//! Identity provider errors and their user-facing translations.

use axum::http::StatusCode;
use thiserror::Error;

/// Errors that can occur when talking to the identity provider.
#[derive(Debug, Error)]
pub enum IdentityError {
    /// The provider refused the request with one of its error codes.
    #[error("identity provider rejected request: {code} ({message})")]
    Rejected { code: String, message: String },

    /// The ID token is malformed, expired or revoked.
    #[error("invalid or expired ID token")]
    InvalidToken,

    /// HTTP request failed.
    #[error("HTTP error: {0}")]
    Http(#[from] reqwest::Error),

    /// API returned a non-success status without a parseable error body.
    #[error("API error: {status} - {message}")]
    Api { status: u16, message: String },

    /// Failed to parse response.
    #[error("Parse error: {0}")]
    Parse(String),
}

/// Provider error codes the API explains to clients.
const KNOWN_CODES: &[(&str, StatusCode, &str)] = &[
    (
        "auth/email-already-exists",
        StatusCode::BAD_REQUEST,
        "An account with this email already exists",
    ),
    (
        "auth/phone-number-already-exists",
        StatusCode::BAD_REQUEST,
        "An account with this phone number already exists",
    ),
    (
        "auth/invalid-email",
        StatusCode::BAD_REQUEST,
        "Invalid email address",
    ),
    (
        "auth/invalid-phone-number",
        StatusCode::BAD_REQUEST,
        "Invalid phone number",
    ),
    (
        "auth/invalid-password",
        StatusCode::BAD_REQUEST,
        "Password must be at least 6 characters",
    ),
    (
        "auth/weak-password",
        StatusCode::BAD_REQUEST,
        "Password is too weak",
    ),
    (
        "auth/invalid-display-name",
        StatusCode::BAD_REQUEST,
        "Display name must be a non-empty string",
    ),
    ("auth/user-not-found", StatusCode::NOT_FOUND, "User not found"),
    (
        "auth/id-token-expired",
        StatusCode::UNAUTHORIZED,
        "Session expired, please log in again",
    ),
    (
        "auth/id-token-revoked",
        StatusCode::UNAUTHORIZED,
        "Session revoked, please log in again",
    ),
    (
        "auth/too-many-requests",
        StatusCode::TOO_MANY_REQUESTS,
        "Too many attempts, try again later",
    ),
];

/// Look up the status and message for a provider error code.
#[must_use]
pub fn lookup(code: &str) -> Option<(StatusCode, &'static str)> {
    KNOWN_CODES
        .iter()
        .find(|(known, _, _)| *known == code)
        .map(|(_, status, message)| (*status, *message))
}

impl IdentityError {
    /// Status and message to show the client, when this is a failure the
    /// client can act on.
    #[must_use]
    pub fn client_facing(&self) -> Option<(StatusCode, &'static str)> {
        match self {
            Self::Rejected { code, .. } => lookup(code),
            Self::InvalidToken => Some((StatusCode::UNAUTHORIZED, "Invalid or expired token")),
            Self::Http(_) | Self::Api { .. } | Self::Parse(_) => None,
        }
    }
}

#[cfg(test)]
mod tests {
    use super::*;

    #[test]
    fn test_known_codes() {
        assert_eq!(
            lookup("auth/email-already-exists"),
            Some((
                StatusCode::BAD_REQUEST,
                "An account with this email already exists"
            ))
        );
        assert_eq!(
            lookup("auth/user-not-found").map(|(s, _)| s),
            Some(StatusCode::NOT_FOUND)
        );
        assert_eq!(
            lookup("auth/weak-password").map(|(s, _)| s),
            Some(StatusCode::BAD_REQUEST)
        );
    }

    #[test]
    fn test_unknown_code_is_not_client_facing() {
        let err = IdentityError::Rejected {
            code: "auth/internal-error".to_string(),
            message: "boom".to_string(),
        };
        assert!(err.client_facing().is_none());
    }

    #[test]
    fn test_invalid_token_is_unauthorized() {
        assert_eq!(
            IdentityError::InvalidToken.client_facing().map(|(s, _)| s),
            Some(StatusCode::UNAUTHORIZED)
        );
    }
}
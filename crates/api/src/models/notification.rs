//! Notification models.

use chrono::{DateTime, Utc};
use serde::Serialize;

use lasu_mart_core::{NotificationId, UserId};

#[derive(Debug, Clone, Serialize, sqlx::FromRow)]
pub struct Notification {
    pub notification_id: NotificationId,
    pub user_id: UserId,
    pub message: String,
    pub is_read: bool,
    pub created_at: DateTime<Utc>,
}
______
[What you need to do] Retype all the data verbatim.

[Result]
//! Identity provider errors and their user-facing translations.

use axum::http::StatusCode;
use thiserror::Error;

/// Errors that can occur when talking to the identity provider.
#[derive(Debug, Error)]
pub enum IdentityError {
    /// The provider refused the request with one of its error codes.
    #[error("identity provider rejected request: {code} ({message})")]
    Rejected { code: String, message: String },

    /// The ID token is malformed, expired or revoked.
    #[error("invalid or expired ID token")]
    InvalidToken,

    /// HTTP request failed.
    #[error("HTTP error: {0}")]
    Http(#[from] reqwest::Error),

    /// API returned a non-success status without a parseable error body.
    #[error("API error: {status} - {message}")]
    Api { status: u16, message: String },

    /// Failed to parse response.
    #[error("Parse error: {0}")]
    Parse(String),
}

/// Provider error codes the API explains to clients.
const KNOWN_CODES: &[(&str, StatusCode, &str)] = &[
    (
        "auth/email-already-exists",
        StatusCode::BAD_REQUEST,
        "An account with this email already exists",
    ),
    (
        "auth/phone-number-already-exists",
        StatusCode::BAD_REQUEST,
        "An account with this phone number already exists",
    ),
    (
        "auth/invalid-email",
        StatusCode::BAD_REQUEST,
        "Invalid email address",
    ),
    (
        "auth/invalid-phone-number",
        StatusCode::BAD_REQUEST,
        "Invalid phone number",
    ),
    (
        "auth/invalid-password",
        StatusCode::BAD_REQUEST,
        "Password must be at least 6 characters",
    ),
    (
        "auth/weak-password",
        StatusCode::BAD_REQUEST,
        "Password is too weak",
    ),
    (
        "auth/invalid-display-name",
        StatusCode::BAD_REQUEST,
        "Display name must be a non-empty string",
    ),
    ("auth/user-not-found", StatusCode::NOT_FOUND, "User not found"),
    (
        "auth/id-token-expired",
        StatusCode::UNAUTHORIZED,
        "Session expired, please log in again",
    ),
    (
        "auth/id-token-revoked",
        StatusCode::UNAUTHORIZED,
        "Session revoked, please log in again",
    ),
    (
        "auth/too-many-requests",
        StatusCode::TOO_MANY_REQUESTS,
        "Too many attempts, try again later",
    ),
];

/// Look up the status and message for a provider error code.
#[must_use]
pub fn lookup(code: &str) -> Option<(StatusCode, &'static str)> {
    KNOWN_CODES
        .iter()
        .find(|(known, _, _)| *known == code)
        .map(|(_, status, message)| (*status, *message))
}

impl IdentityError {
    /// Status and message to show the client, when this is a failure the
    /// client can act on.
    #[must_use]
    pub fn client_facing(&self) -> Option<(StatusCode, &'static str)> {
        match self {
            Self::Rejected { code, .. } => lookup(code),
            Self::InvalidToken => Some((StatusCode::UNAUTHORIZED, "Invalid or expired token")),
            Self::Http(_) | Self::Api { .. } | Self::Parse(_) => None,
        }
    }
}

#[cfg(test)]
mod tests {
    use super::*;

    #[test]
    fn test_known_codes() {
        assert_eq!(
            lookup("auth/email-already-exists"),
            Some((
                StatusCode::BAD_REQUEST,
                "An account with this email already exists"
            ))
        );
        assert_eq!(
            lookup("auth/user-not-found").map(|(s, _)| s),
            Some(StatusCode::NOT_FOUND)
        );
        assert_eq!(
            lookup("auth/weak-password").map(|(s, _)| s),
            Some(StatusCode::BAD_REQUEST)
        );
    }

    #[test]
    fn test_unknown_code_is_not_client_facing() {
        let err = IdentityError::Rejected {
            code: "auth/internal-error".to_string(),
            message: "boom".to_string(),
        };
        assert!(err.client_facing().is_none());
    }

    #[test]
    fn test_invalid_token_is_unauthorized() {
        assert_eq!(
            IdentityError::InvalidToken.client_facing().map(|(s, _)| s),
            Some(StatusCode::UNAUTHORIZED)
        );
    }
}
filename crates/api/src/models/notification.rs
//! Notification models.

use chrono::{DateTime, Utc};
use serde::Serialize;

use lasu_mart_core::{NotificationId, UserId};

#[derive(Debug, Clone, Serialize, sqlx::FromRow)]
pub struct Notification {
    pub notification_id: NotificationId,
    pub user_id: UserId,
    pub message: String,
    pub is_read: bool,
    pub created_at: DateTime<Utc>,
}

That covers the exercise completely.